Saved entries:

*-*-*

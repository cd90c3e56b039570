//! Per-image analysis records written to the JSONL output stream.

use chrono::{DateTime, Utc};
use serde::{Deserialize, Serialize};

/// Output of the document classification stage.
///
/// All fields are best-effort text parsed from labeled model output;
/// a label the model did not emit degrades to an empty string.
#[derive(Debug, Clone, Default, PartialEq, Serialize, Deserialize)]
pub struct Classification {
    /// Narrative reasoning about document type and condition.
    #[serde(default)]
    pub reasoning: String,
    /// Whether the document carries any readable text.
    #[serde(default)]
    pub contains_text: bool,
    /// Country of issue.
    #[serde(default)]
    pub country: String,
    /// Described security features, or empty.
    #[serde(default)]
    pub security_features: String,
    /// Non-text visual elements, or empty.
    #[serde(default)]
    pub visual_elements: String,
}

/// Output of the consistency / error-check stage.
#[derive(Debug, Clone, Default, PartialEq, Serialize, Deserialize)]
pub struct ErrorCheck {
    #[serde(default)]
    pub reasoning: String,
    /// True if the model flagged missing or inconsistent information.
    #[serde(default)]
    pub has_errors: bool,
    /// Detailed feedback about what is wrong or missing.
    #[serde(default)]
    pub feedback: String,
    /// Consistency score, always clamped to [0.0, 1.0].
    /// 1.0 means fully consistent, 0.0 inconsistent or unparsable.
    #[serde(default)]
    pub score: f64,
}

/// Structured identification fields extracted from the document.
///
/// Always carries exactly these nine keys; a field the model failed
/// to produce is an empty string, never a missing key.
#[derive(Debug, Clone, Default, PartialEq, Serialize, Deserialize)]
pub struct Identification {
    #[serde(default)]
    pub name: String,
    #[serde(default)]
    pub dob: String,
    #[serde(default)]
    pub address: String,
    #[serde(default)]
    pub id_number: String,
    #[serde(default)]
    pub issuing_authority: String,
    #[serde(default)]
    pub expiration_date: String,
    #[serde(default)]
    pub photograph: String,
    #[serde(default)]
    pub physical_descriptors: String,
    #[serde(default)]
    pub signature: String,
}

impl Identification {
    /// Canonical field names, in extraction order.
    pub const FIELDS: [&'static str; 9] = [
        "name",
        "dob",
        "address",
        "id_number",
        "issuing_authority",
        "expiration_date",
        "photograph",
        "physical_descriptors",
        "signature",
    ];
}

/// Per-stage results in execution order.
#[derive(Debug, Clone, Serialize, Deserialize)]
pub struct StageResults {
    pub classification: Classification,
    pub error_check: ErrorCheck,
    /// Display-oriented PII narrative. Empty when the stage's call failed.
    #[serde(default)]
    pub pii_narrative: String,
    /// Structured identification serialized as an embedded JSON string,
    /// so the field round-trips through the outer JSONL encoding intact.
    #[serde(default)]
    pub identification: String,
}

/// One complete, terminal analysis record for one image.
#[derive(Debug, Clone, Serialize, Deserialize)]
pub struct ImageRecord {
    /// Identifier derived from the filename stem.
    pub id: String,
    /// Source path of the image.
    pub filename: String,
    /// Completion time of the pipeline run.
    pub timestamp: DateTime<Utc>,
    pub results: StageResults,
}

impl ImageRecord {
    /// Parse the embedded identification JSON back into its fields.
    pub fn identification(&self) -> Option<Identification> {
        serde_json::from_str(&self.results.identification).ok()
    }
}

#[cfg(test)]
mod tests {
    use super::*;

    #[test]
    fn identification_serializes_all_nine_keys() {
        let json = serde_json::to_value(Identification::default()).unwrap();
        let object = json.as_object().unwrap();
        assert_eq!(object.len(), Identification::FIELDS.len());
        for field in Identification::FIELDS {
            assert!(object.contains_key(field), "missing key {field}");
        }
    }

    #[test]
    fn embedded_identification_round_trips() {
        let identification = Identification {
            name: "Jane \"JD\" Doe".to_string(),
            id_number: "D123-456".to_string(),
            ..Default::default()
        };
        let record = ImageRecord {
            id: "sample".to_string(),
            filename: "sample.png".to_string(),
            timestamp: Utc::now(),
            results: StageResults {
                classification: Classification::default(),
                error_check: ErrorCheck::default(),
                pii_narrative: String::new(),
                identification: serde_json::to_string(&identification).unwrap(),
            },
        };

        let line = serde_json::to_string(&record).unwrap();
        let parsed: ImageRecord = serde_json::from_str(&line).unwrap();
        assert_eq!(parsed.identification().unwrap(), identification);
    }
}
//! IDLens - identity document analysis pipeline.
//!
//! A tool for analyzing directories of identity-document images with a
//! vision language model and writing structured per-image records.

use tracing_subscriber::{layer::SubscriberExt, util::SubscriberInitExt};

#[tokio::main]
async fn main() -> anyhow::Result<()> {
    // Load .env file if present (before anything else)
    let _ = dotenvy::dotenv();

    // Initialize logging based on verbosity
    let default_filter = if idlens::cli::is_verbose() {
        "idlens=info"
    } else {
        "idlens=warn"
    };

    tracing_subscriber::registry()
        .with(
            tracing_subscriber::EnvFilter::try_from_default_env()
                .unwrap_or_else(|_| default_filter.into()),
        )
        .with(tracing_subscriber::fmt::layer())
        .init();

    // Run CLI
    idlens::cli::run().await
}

*-*-*

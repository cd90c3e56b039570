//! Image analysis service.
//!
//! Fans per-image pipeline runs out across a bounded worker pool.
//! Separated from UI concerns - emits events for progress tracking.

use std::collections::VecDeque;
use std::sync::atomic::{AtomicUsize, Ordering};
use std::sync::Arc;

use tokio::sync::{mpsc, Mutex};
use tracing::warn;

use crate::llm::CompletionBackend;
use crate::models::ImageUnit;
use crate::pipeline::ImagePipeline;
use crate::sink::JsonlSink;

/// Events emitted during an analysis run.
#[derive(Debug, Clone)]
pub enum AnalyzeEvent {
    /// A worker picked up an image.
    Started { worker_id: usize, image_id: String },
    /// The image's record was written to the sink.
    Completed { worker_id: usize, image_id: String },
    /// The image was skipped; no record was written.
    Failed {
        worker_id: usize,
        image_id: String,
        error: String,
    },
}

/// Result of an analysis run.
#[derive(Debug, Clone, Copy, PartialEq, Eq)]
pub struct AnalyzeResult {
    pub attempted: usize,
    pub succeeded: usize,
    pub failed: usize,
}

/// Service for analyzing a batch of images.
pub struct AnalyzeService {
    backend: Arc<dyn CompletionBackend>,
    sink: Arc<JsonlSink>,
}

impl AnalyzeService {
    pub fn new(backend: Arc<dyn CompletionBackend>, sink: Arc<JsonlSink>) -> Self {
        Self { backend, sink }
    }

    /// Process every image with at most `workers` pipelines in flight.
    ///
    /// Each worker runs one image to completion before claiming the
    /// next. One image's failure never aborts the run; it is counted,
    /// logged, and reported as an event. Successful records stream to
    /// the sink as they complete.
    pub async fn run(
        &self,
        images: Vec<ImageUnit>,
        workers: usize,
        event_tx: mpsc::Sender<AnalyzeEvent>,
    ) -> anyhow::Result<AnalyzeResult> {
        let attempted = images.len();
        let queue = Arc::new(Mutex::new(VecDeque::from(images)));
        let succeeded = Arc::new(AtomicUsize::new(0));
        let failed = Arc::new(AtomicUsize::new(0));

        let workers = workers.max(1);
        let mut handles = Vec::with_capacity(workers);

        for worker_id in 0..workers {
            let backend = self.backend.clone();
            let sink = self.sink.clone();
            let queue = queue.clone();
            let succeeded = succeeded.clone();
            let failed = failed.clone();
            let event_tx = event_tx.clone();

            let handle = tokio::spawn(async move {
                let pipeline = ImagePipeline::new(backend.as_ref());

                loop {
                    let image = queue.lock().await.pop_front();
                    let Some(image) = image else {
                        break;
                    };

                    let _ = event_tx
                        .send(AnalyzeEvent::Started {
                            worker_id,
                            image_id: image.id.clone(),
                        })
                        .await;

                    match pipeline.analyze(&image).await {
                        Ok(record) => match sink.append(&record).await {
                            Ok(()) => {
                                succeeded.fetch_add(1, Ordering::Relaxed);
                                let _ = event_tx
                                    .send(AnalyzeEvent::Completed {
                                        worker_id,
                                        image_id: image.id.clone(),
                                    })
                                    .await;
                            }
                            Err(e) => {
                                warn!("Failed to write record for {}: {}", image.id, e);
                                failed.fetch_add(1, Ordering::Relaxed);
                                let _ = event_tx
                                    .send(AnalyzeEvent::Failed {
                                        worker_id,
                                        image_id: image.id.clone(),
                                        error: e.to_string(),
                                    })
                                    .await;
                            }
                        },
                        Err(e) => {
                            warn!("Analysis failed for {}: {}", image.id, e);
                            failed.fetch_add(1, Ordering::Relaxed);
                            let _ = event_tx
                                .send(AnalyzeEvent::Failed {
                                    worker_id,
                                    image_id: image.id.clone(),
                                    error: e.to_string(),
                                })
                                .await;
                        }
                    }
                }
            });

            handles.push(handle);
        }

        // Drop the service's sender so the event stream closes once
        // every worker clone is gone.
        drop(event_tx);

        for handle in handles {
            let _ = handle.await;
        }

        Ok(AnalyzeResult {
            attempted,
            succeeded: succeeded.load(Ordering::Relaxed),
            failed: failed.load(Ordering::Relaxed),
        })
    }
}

*-*-*

* **WORK REQUIRED**
Which of the lines above carry the string "impl"? Pick them out and copy them.

* **RESULT OF THE TASK**
impl Identification {
impl ImageRecord {
impl AnalyzeService {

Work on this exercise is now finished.